The ongoing movements and causes, who are we doing these for? For others? For ourselves? 

And if so, if the answer and the standard still lies within ourselves or the society we live in, the question still lingers is this: who defines what we should do with our bodies? 

Honoring God with Our Bodies 

When my iPhone got messed up beyond my own ability to fix, I turned it in to the Apple Store. Why? Because they created iPhones; they know best how to fix it. 

I like to think the same about us. When we all have been messed up with different views and voices about who we are, it is good to remember and trace back: who created you? 

’Cause the answer we are looking for lies with our Creator. The Creator knows best how to fix us. The Creator knows why we were made. More so, the Creator holds the standard. 

1 Corinthians 6:12–13 (CEV) says this about our bodies: 

Some of you say, “We can do anything we want to.” But I tell you that not everything is good for us. So I refuse to let anything have power over me. You also say, “Food is meant for our bodies, and our bodies are meant for food.” But I tell you that God will destroy them both. We are not supposed to do indecent things with our bodies. We are to use them for the Lord who is in charge of our bodies.

I love this verse because it doesn’t just give us an insight about what to do with our bodies. It doesn’t necessarily tell us whether we should be positive or neutral about it, but it tells us who is in charge of our bodies. 

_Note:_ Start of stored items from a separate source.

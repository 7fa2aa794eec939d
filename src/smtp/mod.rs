mod smtp_credentials;
mod smtp_session;
pub mod smtp_mode;
pub mod smtp_endpoint;
pub mod smtp_error;
pub mod smtp_attachment;
pub mod smtp_recipients;
pub mod smtp_message;
pub mod smtp_report;
pub mod smtp_sender;
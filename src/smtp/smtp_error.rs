use std::path::PathBuf;

use thiserror::Error;

/// Everything that can go wrong while composing or dispatching mail.
#[derive(Debug, Error)]
pub enum SmtpError {
    /// The transport could not be opened or authenticated.
    #[error("failed to connect to {host}:{port}: {reason}")]
    Connection { host: String, port: u16, reason: String },
    /// Bad caller input, such as an unknown provider or a malformed address.
    #[error("{reason}")]
    Validation { reason: String },
    /// The message is missing or not buildable.
    #[error("{reason}")]
    Message { reason: String },
    /// An attachment or inline image source could not be read.
    #[error("failed to read attachment {path:?}")]
    AttachmentIo {
        path: PathBuf,
        #[source]
        source: std::io::Error,
    },
    /// A single recipient transmit failed. Recorded in the dispatch report, never raised.
    #[error("failed to send to {recipient}")]
    Send {
        recipient: String,
        #[source]
        source: lettre::transport::smtp::Error,
    },
}
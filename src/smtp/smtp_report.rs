use crate::smtp::smtp_error::SmtpError;

/// Outcome of one send cycle, exactly one entry per dispatch target.
/// Entry order follows task completion and is not meaningful.
#[derive(Debug)]
pub struct SmtpDispatchReport {
    pub entries: Vec<SmtpDispatchEntry>,
}

#[derive(Debug)]
pub struct SmtpDispatchEntry {
    pub recipient: String,
    pub result: Result<(), SmtpError>,
}

impl SmtpDispatchReport {
    /// True when every recipient was delivered to.
    pub fn is_success(&self) -> bool {
        self.entries.iter().all(|entry| entry.result.is_ok())
    }

    pub fn failures(&self) -> impl Iterator<Item = &SmtpDispatchEntry> {
        self.entries.iter().filter(|entry| entry.result.is_err())
    }

    pub fn len(&self) -> usize {
        self.entries.len()
    }

    pub fn is_empty(&self) -> bool {
        self.entries.is_empty()
    }
}
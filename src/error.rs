use crate::config::ConfigError;
use crate::score::derive::DeriveError;
use crate::score::{CatalogError, ScoreError};
use crate::telemetry::TelemetryError;
use std::fmt;

#[derive(Debug)]
pub enum AppError {
    Config(ConfigError),
    Telemetry(TelemetryError),
    Io(std::io::Error),
    Json(serde_json::Error),
    Catalog(CatalogError),
    Score(ScoreError),
    Derive(DeriveError),
}

impl AppError {
    /// Rejected curator input, as opposed to a broken installation.
    pub fn is_user_input(&self) -> bool {
        matches!(
            self,
            AppError::Json(_) | AppError::Score(ScoreError::Validation(_)) | AppError::Derive(_)
        )
    }
}

impl fmt::Display for AppError {
    fn fmt(&self, f: &mut fmt::Formatter<'_>) -> fmt::Result {
        match self {
            AppError::Config(err) => write!(f, "configuration error: {}", err),
            AppError::Telemetry(err) => write!(f, "telemetry error: {}", err),
            AppError::Io(err) => write!(f, "io error: {}", err),
            AppError::Json(err) => write!(f, "questionnaire is not valid JSON: {}", err),
            AppError::Catalog(err) => write!(f, "rule catalog error: {}", err),
            AppError::Score(err) => write!(f, "scoring error: {}", err),
            AppError::Derive(err) => write!(f, "cannot suggest an option: {}", err),
        }
    }
}

impl std::error::Error for AppError {
    fn source(&self) -> Option<&(dyn std::error::Error + 'static)> {
        match self {
            AppError::Config(err) => Some(err),
            AppError::Telemetry(err) => Some(err),
            AppError::Io(err) => Some(err),
            AppError::Json(err) => Some(err),
            AppError::Catalog(err) => Some(err),
            AppError::Score(err) => Some(err),
            AppError::Derive(err) => Some(err),
        }
    }
}

impl From<ConfigError> for AppError {
    fn from(value: ConfigError) -> Self {
        Self::Config(value)
    }
}

impl From<TelemetryError> for AppError {
    fn from(value: TelemetryError) -> Self {
        Self::Telemetry(value)
    }
}

impl From<std::io::Error> for AppError {
    fn from(value: std::io::Error) -> Self {
        Self::Io(value)
    }
}

impl From<serde_json::Error> for AppError {
    fn from(value: serde_json::Error) -> Self {
        Self::Json(value)
    }
}

impl From<CatalogError> for AppError {
    fn from(value: CatalogError) -> Self {
        Self::Catalog(value)
    }
}

impl From<ScoreError> for AppError {
    fn from(value: ScoreError) -> Self {
        Self::Score(value)
    }
}

impl From<DeriveError> for AppError {
    fn from(value: DeriveError) -> Self {
        Self::Derive(value)
    }
}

This makes me realize why the issue about how our bodies should look is an ongoing saga with no end in sight. Because we are trying to solve it from a perspective that we own our bodies. So we end up believing anything we want to believe about it, until we feel good about ourselves. 

Worse, we think society sets the standard, so we do our best to always work our way to please and fit in. 

We have quite forgotten for whose these limbs were made, for whose this skin were created, for whose this waist were knitted. They were not made to fit a certain standard, a certain movement, a certain size, or a certain beauty. 

They were made for more than that. They were made to honor the One who intricately weaved every fiber of our bodies and breathed life into it so He could use it for His glory. 

1 Corinthians 6:19–20 (CEV) goes on to say: 

You surely know that your body is a temple where the Holy Spirit lives. The Spirit is in you and is a gift from God. You are no longer your own. God paid a great price for you. So use your body to honor God.

Hear this: that body of yours with all of its imperfection? The Bible says that your Creator didn’t 

just mindfully knit it in your mother’s womb altogether. But even when it lost its purpose, when we gave the enemy control over it, our Creator made sure He bought it back to Himself by paying a great price. And now the Holy Spirit lives in it as His temple. 

I don’t know why we sell ourselves so cheap trying to fit to a worldly, temporary standard. God created our bodies so we can use it to honor Him. He created it to bring Him glory. Your body has been designed by God with an eternal purpose. 

Take care of it well and use it for what it was intended for.